Fertility trends provide basic descriptive data that may supply clues about changes that may be influenced by environmental risk factors. As more is learned about the link between adverse exposures and fertility, these rates could provide important background information about how fertility varies geographically in relation to changes in environmental and health risk factors and how it has varied over time within the state and across the United States.

 

The fertility measure is influenced by social/demographic choices for reproduction, maternal age, parity and social class as well as by contraception use and fertility treatments leading to multiple births.

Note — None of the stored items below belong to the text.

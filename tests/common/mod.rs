#![allow(dead_code)]
use chrono::NaiveDate;
use sidur::model::{AssignmentId, Employee, EmployeeId, RoleId, ScheduleId, ShiftId, UnitId};
use sidur::store::{AssignmentRow, Dataset, RoleRecord, ScheduleRecord, ShiftRecord, UnitRecord};

/// Construction de jeux de données de test, table par table.
#[derive(Default)]
pub struct Fixture {
    pub data: Dataset,
}

impl Fixture {
    pub fn new() -> Self {
        Self::default()
    }

    pub fn schedule(mut self, id: &str, y: i32, m: u32, d: u32) -> Self {
        self.data.schedules.push(ScheduleRecord {
            id: ScheduleId::new(id),
            schedule_date: NaiveDate::from_ymd_opt(y, m, d).unwrap(),
            station: String::new(),
            status: Default::default(),
            notes: None,
            created_at: None,
            created_by: None,
        });
        self
    }

    pub fn notes(mut self, raw: &str) -> Self {
        if let Some(s) = self.data.schedules.last_mut() {
            s.notes = Some(raw.to_string());
        }
        self
    }

    pub fn shift(mut self, id: &str, schedule: &str, name: &str, order: i32) -> Self {
        self.data.shifts.push(ShiftRecord {
            id: ShiftId::new(id),
            schedule_id: ScheduleId::new(schedule),
            shift_name: name.to_string(),
            start_time: None,
            end_time: None,
            shift_order: order,
        });
        self
    }

    pub fn unit(
        mut self,
        id: &str,
        shift: &str,
        name: &str,
        unit_type: Option<&str>,
        order: i32,
    ) -> Self {
        self.data.units.push(UnitRecord {
            id: UnitId::new(id),
            shift_id: ShiftId::new(shift),
            unit_name: name.to_string(),
            unit_type: unit_type.map(str::to_string),
            unit_order: order,
        });
        self
    }

    pub fn role(
        mut self,
        id: &str,
        unit: &str,
        name: &str,
        ambulance: Option<&str>,
        order: i32,
    ) -> Self {
        self.data.roles.push(RoleRecord {
            id: RoleId::new(id),
            unit_id: UnitId::new(unit),
            role_name: name.to_string(),
            ambulance_number: ambulance.map(str::to_string),
            role_order: order,
        });
        self
    }

    pub fn employee(mut self, id: &str, first: &str, last: &str) -> Self {
        self.data.employees.push(Employee {
            id: EmployeeId::new(id),
            first_name: first.to_string(),
            last_name: last.to_string(),
            badge: None,
        });
        self
    }

    pub fn assign_employee(mut self, id: &str, schedule: &str, role: &str, employee: &str) -> Self {
        self.data.assignments.push(AssignmentRow {
            id: AssignmentId::new(id),
            schedule_id: ScheduleId::new(schedule),
            role_id: RoleId::new(role),
            employee_id: Some(EmployeeId::new(employee)),
            manual_employee_name: None,
        });
        self
    }

    pub fn assign_manual(mut self, id: &str, schedule: &str, role: &str, name: &str) -> Self {
        self.data.assignments.push(AssignmentRow {
            id: AssignmentId::new(id),
            schedule_id: ScheduleId::new(schedule),
            role_id: RoleId::new(role),
            employee_id: None,
            manual_employee_name: Some(name.to_string()),
        });
        self
    }

    pub fn build(self) -> Dataset {
        self.data
    }
}

/// Une station "North Station", shift du matin, conducteur assigné et
/// paramédic libre, même ambulance.
pub fn north_station() -> Dataset {
    Fixture::new()
        .schedule("s1", 2024, 5, 1)
        .employee("e1", "Dana", "Levi")
        .shift("sh1", "s1", "morning", 1)
        .unit("u1", "sh1", "North Station", None, 1)
        .role("r1", "u1", "Driver", Some("55"), 1)
        .role("r2", "u1", "Paramedic", Some("55"), 2)
        .assign_employee("a1", "s1", "r1", "e1")
        .build()
}

/// Trois shifts, deux stations ; "Central" absente la nuit.
pub fn two_stations() -> Dataset {
    Fixture::new()
        .schedule("s2", 2024, 5, 2)
        .notes(r#"["בדיקה", "second note"]"#)
        .employee("e1", "Dana", "Levi")
        .employee("e2", "Avi", "Cohen")
        .shift("n", "s2", "לילה", 1)
        .shift("m", "s2", "בוקר", 2)
        .shift("e", "s2", "ערב", 3)
        .unit("n-north", "n", "North", None, 1)
        .role("n1", "n-north", "Driver", Some("12"), 1)
        .unit("m-central", "m", "Central", None, 1)
        .role("m1", "m-central", "Driver", Some("70"), 1)
        .role("m2", "m-central", "Medic", None, 2)
        .unit("e-central", "e", "Central", None, 1)
        .role("e1r", "e-central", "Driver", None, 1)
        .role("e2r", "e-central", "Medic", Some("80"), 2)
        .role("e3r", "e-central", "07:00-15:00", None, 3)
        .assign_employee("1", "s2", "n1", "e1")
        .assign_employee("2", "s2", "m1", "e2")
        .assign_manual("3", "s2", "m2", "Noa")
        .assign_manual("4", "s2", "e1r", "Yael")
        .build()
}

Because these factors lead to significant variations in overall fertility across populations and geographic locations, social and demographic factors would need to be controlled for to examine any environmental effects on total fertility.

 

Oregon EPHT fertility rate calculations are based on annual census estimates of the population of resident Oregon women of reproductive age (10-49 years old). The EPHT total fertility rate is the lifetime expected number of births to a hypothetical woman if she experienced the total of the age-specific live birth rates that were observed in a given year. For example, in Oregon the 2000 total fertility rate was 2.0. That is the average number of children that would be expected to be born to a woman over her lifetime if she were to experience the current age-specific rates throughout her lifetime and she were to survive from birth through the end of her reproductive life. This can also be represented as a rate per 1,000 women instead of a rate per woman i. e., as 2000.  

 

The table, graph and map below present the annual total fertility rate per woman of reproductive age from 2000-2006, by state and county. The total fertility rate adjusts for age-specific differences in fertility allowing for comparisons of rates over time and between geographical areas,

 

Southwest Oregon and scattered counties in the north and central regions had the lowest fertility rates. The eastern and north central area of the state had the highest fertility rates. The smallest and largest percentages of total fertility among the youngest women were both in rural counties (3 and 16 percent in Wallowa and Jefferson counties, respectively). In the oldest age group, the five lowest percentages of total fertility (1 percent) were in rural counties without college populations (Sherman, Wallowa, Baker, Grant, Coos) and the highest (3 percent) are in counties with large college and urban populations (Benton and Multnomah counties).

 

Table 1: Annual total fertility rate for women of reproductive age (10 – 54 years) by Oregon county and year, for 2000 to 2006.  

 

Graph 1: Total fertility fate by Oregon county, summarized for 2000 to 2006.  

 

Map 1: Total fertility rates, summarized from 2000 to 2006, by county.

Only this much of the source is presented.